Each entry must be returned exactly. None may be omitted.

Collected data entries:
※
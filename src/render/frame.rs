// src/render/frame.rs

use crossterm::style::Stylize;

use crate::status::{CommandStatus, StatusLine};

pub const SUCCESS_GLYPH: &str = "✔";
pub const FAILURE_GLYPH: &str = "✖";

/// Braille "dots" spinner.
pub const SPINNER_FRAMES: [&str; 10] = ["⠋", "⠙", "⠹", "⠸", "⠼", "⠴", "⠦", "⠧", "⠇", "⠏"];

/// One line per entry, in table order.
///
/// `tick` selects the spinner frame shown for pending commands.
pub fn build_frame(snapshot: &[StatusLine], tick: usize, styled: bool) -> Vec<String> {
    let spinner = SPINNER_FRAMES[tick % SPINNER_FRAMES.len()];

    snapshot
        .iter()
        .map(|line| {
            let glyph = match (&line.status, styled) {
                (CommandStatus::Succeeded, true) => SUCCESS_GLYPH.green().to_string(),
                (CommandStatus::Succeeded, false) => SUCCESS_GLYPH.to_string(),
                (CommandStatus::Failed { .. }, true) => FAILURE_GLYPH.red().to_string(),
                (CommandStatus::Failed { .. }, false) => FAILURE_GLYPH.to_string(),
                (CommandStatus::Pending, true) => spinner.cyan().to_string(),
                (CommandStatus::Pending, false) => spinner.to_string(),
            };
            format!("{glyph} {}", line.command)
        })
        .collect()
}
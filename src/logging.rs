// src/logging.rs

//! Logging setup for `runall` using `tracing` + `tracing-subscriber`.
//!
//! Priority for determining the log level:
//! 1. `--log-level` CLI flag (if provided)
//! 2. `RUNALL_LOG` environment variable (e.g. "info", "debug")
//! 3. default to `warn`
//!
//! Logs are sent to STDERR. The default is quieter than `info` because the
//! status block on stdout is redrawn in place and interleaved log lines
//! would tear it.

use anyhow::Result;
use tracing_subscriber::fmt;

use crate::cli::LogLevel;

/// Initialise global logging subscriber.
///
/// Safe to call once at startup.
pub fn init_logging(cli_level: Option<LogLevel>) -> Result<()> {
    let level = resolve_level(cli_level, std::env::var("RUNALL_LOG").ok().as_deref());

    fmt()
        .with_max_level(level)
        .with_target(true)
        .with_thread_ids(false)
        .with_thread_names(false)
        .with_writer(std::io::stderr)
        .try_init()
        .map_err(|e| anyhow::anyhow!("failed to install tracing subscriber: {e}"))?;

    Ok(())
}

/// Pick the effective level from the CLI flag and the `RUNALL_LOG` value.
pub fn resolve_level(cli_level: Option<LogLevel>, env_value: Option<&str>) -> tracing::Level {
    cli_level
        .map(tracing::Level::from)
        .or_else(|| env_value.and_then(level_from_env))
        .unwrap_or(tracing::Level::WARN)
}

impl From<LogLevel> for tracing::Level {
    fn from(lvl: LogLevel) -> Self {
        match lvl {
            LogLevel::Error => tracing::Level::ERROR,
            LogLevel::Warn => tracing::Level::WARN,
            LogLevel::Info => tracing::Level::INFO,
            LogLevel::Debug => tracing::Level::DEBUG,
            LogLevel::Trace => tracing::Level::TRACE,
        }
    }
}

/// `RUNALL_LOG` accepts anything `tracing::Level` parses, plus "warning".
fn level_from_env(raw: &str) -> Option<tracing::Level> {
    let raw = raw.trim();
    if raw.eq_ignore_ascii_case("warning") {
        return Some(tracing::Level::WARN);
    }
    raw.parse().ok()
}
※
YOUR SOLUTION:
filename src/render/frame.rs
// src/render/frame.rs

use crossterm::style::Stylize;

use crate::status::{CommandStatus, StatusLine};

pub const SUCCESS_GLYPH: &str = "✔";
pub const FAILURE_GLYPH: &str = "✖";

/// Braille "dots" spinner.
pub const SPINNER_FRAMES: [&str; 10] = ["⠋", "⠙", "⠹", "⠸", "⠼", "⠴", "⠦", "⠧", "⠇", "⠏"];

/// One line per entry, in table order.
///
/// `tick` selects the spinner frame shown for pending commands.
pub fn build_frame(snapshot: &[StatusLine], tick: usize, styled: bool) -> Vec<String> {
    let spinner = SPINNER_FRAMES[tick % SPINNER_FRAMES.len()];

    snapshot
        .iter()
        .map(|line| {
            let glyph = match (&line.status, styled) {
                (CommandStatus::Succeeded, true) => SUCCESS_GLYPH.green().to_string(),
                (CommandStatus::Succeeded, false) => SUCCESS_GLYPH.to_string(),
                (CommandStatus::Failed { .. }, true) => FAILURE_GLYPH.red().to_string(),
                (CommandStatus::Failed { .. }, false) => FAILURE_GLYPH.to_string(),
                (CommandStatus::Pending, true) => spinner.cyan().to_string(),
                (CommandStatus::Pending, false) => spinner.to_string(),
            };
            format!("{glyph} {}", line.command)
        })
        .collect()
}
filename src/logging.rs
// src/logging.rs

//! Logging setup for `runall` using `tracing` + `tracing-subscriber`.
//!
//! Priority for determining the log level:
//! 1. `--log-level` CLI flag (if provided)
//! 2. `RUNALL_LOG` environment variable (e.g. "info", "debug")
//! 3. default to `warn`
//!
//! Logs are sent to STDERR. The default is quieter than `info` because the
//! status block on stdout is redrawn in place and interleaved log lines
//! would tear it.

use anyhow::Result;
use tracing_subscriber::fmt;

use crate::cli::LogLevel;

/// Initialise global logging subscriber.
///
/// Safe to call once at startup.
pub fn init_logging(cli_level: Option<LogLevel>) -> Result<()> {
    let level = resolve_level(cli_level, std::env::var("RUNALL_LOG").ok().as_deref());

    fmt()
        .with_max_level(level)
        .with_target(true)
        .with_thread_ids(false)
        .with_thread_names(false)
        .with_writer(std::io::stderr)
        .try_init()
        .map_err(|e| anyhow::anyhow!("failed to install tracing subscriber: {e}"))?;

    Ok(())
}

/// Pick the effective level from the CLI flag and the `RUNALL_LOG` value.
pub fn resolve_level(cli_level: Option<LogLevel>, env_value: Option<&str>) -> tracing::Level {
    cli_level
        .map(tracing::Level::from)
        .or_else(|| env_value.and_then(level_from_env))
        .unwrap_or(tracing::Level::WARN)
}

impl From<LogLevel> for tracing::Level {
    fn from(lvl: LogLevel) -> Self {
        match lvl {
            LogLevel::Error => tracing::Level::ERROR,
            LogLevel::Warn => tracing::Level::WARN,
            LogLevel::Info => tracing::Level::INFO,
            LogLevel::Debug => tracing::Level::DEBUG,
            LogLevel::Trace => tracing::Level::TRACE,
        }
    }
}

/// `RUNALL_LOG` accepts anything `tracing::Level` parses, plus "warning".
fn level_from_env(raw: &str) -> Option<tracing::Level> {
    let raw = raw.trim();
    if raw.eq_ignore_ascii_case("warning") {
        return Some(tracing::Level::WARN);
    }
    raw.parse().ok()
}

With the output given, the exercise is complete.